I have no kids but I ended a long relationship with my EX and lived with him for 10 months in the house we had to sell, sleeping in separate rooms and dealing with all the upset.

My advice would be: If you don't want to be in the same room then move into another. He's in denial and you need to make it clear to him that you are serious.

Tell the kids before you move rooms, it's much better that you have this conversation directly with them I am sure, because they will work it out eventually and will just feel like you have been lying.

Start setting the wheels in motion legally, you will feel better about things when you take control. I left things too far long and it only prolonged the agony of living with my ex.

Sadly the other piece of advice is be prepared for difficult times, lots of emotion and to accept that your OH might not always want to be friends. I thought me and the ex could remain friends but my attempts to remain his friend just made things worse for him. I had to back off and learn to accept that actually he really quite disliked me for doing what I 'did to him' by ending the relationship.

aseriouslyblondemoment · 25/01/2009 00:19

and yes my exh is very bitter towards me
i don't think that he's even begun to move his life on

MuthaHubbard · 25/01/2009 11:54

i was in a very similar situation - together 14 years, 2 dc. things had been bad for a couple of years, and everytime i tried to rectify or speak about the issues, he just laughed it off and stuck his head back into the sand.

but after i told him that things were over for definite this time, i felt like a huge weight had been lifted. yes i felt sad and emotional and at first he was very defensive but when we both admitted things hadn't been good for a very long time and that i wasn't out to 'shaft' him or take the kids away, things got a little easier.

he stayed (sleeping in separate rooms) for 3 months whilst he found somewhere else to live. it was difficult at times.

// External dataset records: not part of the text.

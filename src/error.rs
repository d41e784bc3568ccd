use thiserror::Error;

/// Failures reported by the simulator collaborator.
#[derive(Debug, Error)]
pub enum SimError {
    #[error("could not connect to simulator: {0}")]
    Connection(String),
    #[error("unknown {kind} '{id}'")]
    UnknownObject { kind: &'static str, id: String },
    #[error("query '{what}' failed for '{id}': {reason}")]
    Query {
        what: &'static str,
        id: String,
        reason: String,
    },
    #[error("invalid command: {0}")]
    InvalidCommand(String),
}

impl SimError {
    pub fn unknown(kind: &'static str, id: &str) -> Self {
        SimError::UnknownObject {
            kind,
            id: id.to_string(),
        }
    }
}

/// A phase program that cannot be built.
#[derive(Debug, Error, PartialEq)]
pub enum ProgramError {
    #[error("program has no phases")]
    Empty,
    #[error("phase {index} has non-positive duration {duration}")]
    BadDuration { index: usize, duration: f64 },
    #[error("phase {index} has unknown signal symbol '{symbol}'")]
    UnknownSymbol { index: usize, symbol: char },
    #[error("phase {index} state has {found} signals but {expected} lanes are controlled")]
    StateLength {
        index: usize,
        expected: usize,
        found: usize,
    },
    #[error("phase index {0} out of range")]
    PhaseOutOfRange(usize),
}

#[derive(Debug, Error)]
pub enum ConfigError {
    #[error("cannot read '{path}': {source}")]
    Io {
        path: String,
        source: std::io::Error,
    },
    #[error("cannot parse '{path}': {source}")]
    Parse {
        path: String,
        source: serde_json::Error,
    },
    #[error("invalid setting: {0}")]
    Invalid(String),
}

#[derive(Debug, Error)]
pub enum SinkError {
    #[error("csv error: {0}")]
    Csv(#[from] csv::Error),
    #[error("io error: {0}")]
    Io(#[from] std::io::Error),
    #[error("json error: {0}")]
    Json(#[from] serde_json::Error),
    #[error("amqp error: {0}")]
    Amqp(#[from] amiquip::Error),
    #[error("listener task failed: {0}")]
    Task(#[from] tokio::task::JoinError),
}

/// Reasons an experiment run cannot start or has to stop early.
#[derive(Debug, Error)]
pub enum RunError {
    #[error(transparent)]
    Config(#[from] ConfigError),
    #[error(transparent)]
    Sim(#[from] SimError),
}
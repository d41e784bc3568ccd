//! Duration policies: how a traffic light's timing reacts to queues.
//!
//! `Threshold` rebuilds the whole program from each phase's share of the
//! queued demand once the intersection is busy enough. `Nudge` leaves the
//! program alone and stretches or cuts the live phase instead.

use std::collections::BTreeSet;

use crate::config::{ExperimentConfig, GateConfig, PolicyKind, TimingConfig};
use crate::control_system::phase_program::{Phase, Program};
use crate::flow_analyzer::telemetry::{road_id_of, QueueSnapshot};

#[derive(Debug, Clone, PartialEq)]
pub enum DurationPolicy {
    Fixed,
    Threshold { timing: TimingConfig },
    Nudge { timing: TimingConfig, gate: GateConfig },
}

impl DurationPolicy {
    pub fn from_config(config: &ExperimentConfig) -> Self {
        match config.policy {
            PolicyKind::Fixed => DurationPolicy::Fixed,
            PolicyKind::Threshold => DurationPolicy::Threshold {
                timing: config.timing.clone(),
            },
            PolicyKind::Nudge => DurationPolicy::Nudge {
                timing: config.timing.clone(),
                gate: config.optimize_gate.clone(),
            },
        }
    }

    pub fn name(&self) -> &'static str {
        match self {
            DurationPolicy::Fixed => "fixed",
            DurationPolicy::Threshold { .. } => "threshold",
            DurationPolicy::Nudge { .. } => "nudge",
        }
    }
}

/// Roads with at least one lane green in `phase`.
pub fn green_roads<'a>(phase: &Phase, lanes: &'a [String]) -> BTreeSet<&'a str> {
    lanes
        .iter()
        .enumerate()
        .filter(|(index, _)| phase.is_green(*index))
        .map(|(_, lane)| road_id_of(lane))
        .collect()
}

/// Scales a green phase by its share of the queued demand.
pub fn adaptive_duration(base: f64, green_queue: u32, total_queue: u32, timing: &TimingConfig) -> f64 {
    if total_queue == 0 {
        return base;
    }
    if green_queue == 0 {
        return timing.min_green;
    }
    let ratio = green_queue as f64 / total_queue as f64;
    (base * (1.0 + ratio)).clamp(timing.min_green, timing.max_green)
}

/// Builds a retimed copy of `program`. Yellow phases and phases without any
/// green keep their duration.
pub fn adapt(
    program: &Program,
    lanes: &[String],
    snapshot: &QueueSnapshot,
    timing: &TimingConfig,
) -> Program {
    let total_queue = snapshot.total_queue();
    program.retimed(&format!("{}_adaptive", program.name()), |_, phase| {
        if phase.has_yellow() || !phase.has_green() {
            return phase.duration();
        }
        let green_queue = green_roads(phase, lanes)
            .iter()
            .map(|road| snapshot.queue(road))
            .sum();
        adaptive_duration(phase.duration(), green_queue, total_queue, timing)
    })
}

/// Extra green seconds and the red-shrinking factor for a queue share.
pub fn dynamic_durations(max_queue: u32, total_queue: u32, timing: &TimingConfig) -> (f64, f64) {
    let factor = max_queue as f64 / total_queue.max(1) as f64;
    let extra_green = (factor * (timing.max_green_added - timing.min_green_added)).floor();
    let less_red = (1.0 - 0.5 * factor).max(timing.min_less_red_factor);
    (extra_green, less_red)
}

#[derive(Debug, Clone, Copy, PartialEq)]
pub enum Nudge {
    Extend { from: f64, to: f64 },
    Shrink { from: f64, to: f64 },
}

impl Nudge {
    pub fn action(&self) -> &'static str {
        match self {
            Nudge::Extend { .. } => "extend",
            Nudge::Shrink { .. } => "shrink",
        }
    }

    pub fn durations(&self) -> (f64, f64) {
        match *self {
            Nudge::Extend { from, to } | Nudge::Shrink { from, to } => (from, to),
        }
    }
}

/// Decides how to retime the live phase. The phase is extended when it
/// serves the longest queue and shrunk otherwise; `None` when nothing
/// worthwhile changes.
pub fn nudge(
    phase: &Phase,
    duration: f64,
    lanes: &[String],
    snapshot: &QueueSnapshot,
    timing: &TimingConfig,
) -> Option<Nudge> {
    if phase.has_yellow() {
        return None;
    }
    let total_queue = snapshot.total_queue();
    if total_queue == 0 {
        return None;
    }
    let (busiest, max_queue) = snapshot.max_queue_road()?;
    let (extra_green, less_red) = dynamic_durations(max_queue, total_queue, timing);

    if green_roads(phase, lanes).contains(busiest) {
        if extra_green <= timing.min_extension {
            return None;
        }
        let extended = (duration + extra_green).min(timing.max_green);
        (extended > duration).then_some(Nudge::Extend {
            from: duration,
            to: extended,
        })
    } else {
        let floor = if phase.has_green() {
            timing.min_green
        } else {
            timing.min_red
        };
        let shrunk = (duration * less_red).max(floor);
        (shrunk < duration).then_some(Nudge::Shrink {
            from: duration,
            to: shrunk,
        })
    }
}

/// Whether the intersection is busy enough for nudging.
pub fn should_optimize(vehicles_in_network: usize, snapshot: &QueueSnapshot, gate: &GateConfig) -> bool {
    vehicles_in_network >= gate.min_vehicles
        && (snapshot.total_queue() > gate.tls_queue_threshold
            || snapshot.mean_speed() < gate.min_avg_speed)
}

we are both happier than we have been for a long time and are now friends again.

cheerfulvicky · 25/01/2009 14:10

From your posts on other threads it sounds like you have tried to address the issue with him, especially recently, and he is refusing to discuss it. He sounds like he is just sticking his head in the sand and thinks that if you both pretend everything is normal, it will go away. I have been through the same in the past, and my ex was - understandably - resistant, because he was devastated. You need to do things cleanly however, and if you are really sure that there is no way back and that talking to someone wouldn't help, then you just have to stick to your guns I'm afraid. Telling your parents was an excellent idea, as you can get the support you need from them now.

In retrospect (it was also the first time i left anyone, too) I wish I had been both kinder, more compassionate, but also firmer. i.e "I am SO sorry you're hurting but I'm 100% decided and this is what I want to do". I think my dithering around made things worse for him. Having separate rooms was something I did insist on, and I'm glad - it made it seem real. No kids involved though at that time, so I can appreciate that does complicate things a lot more.

I hope you stay strong, he sounds like he just cannot accept that you don't want to be with him Which is horrible from both sides I suppose. x

HOLLY23 · 26/01/2009 14:28

Just been reading through this thread and I understand where you're coming from. My marriage ended after 15 years and I have 2 DCs. Whilst its taken so long to get to this stage and you have 2 DCs to think off, at least you have decided enough is enough and you're doing something about it now rather then waiting another 12 years. Whatever his thoughts are at the moment, in time he'll realise this really is the best thing. I think he's fooling himself tbh, he probably will get a bit more bitter and resentful, but you need to clear in your mind as why you are doing this.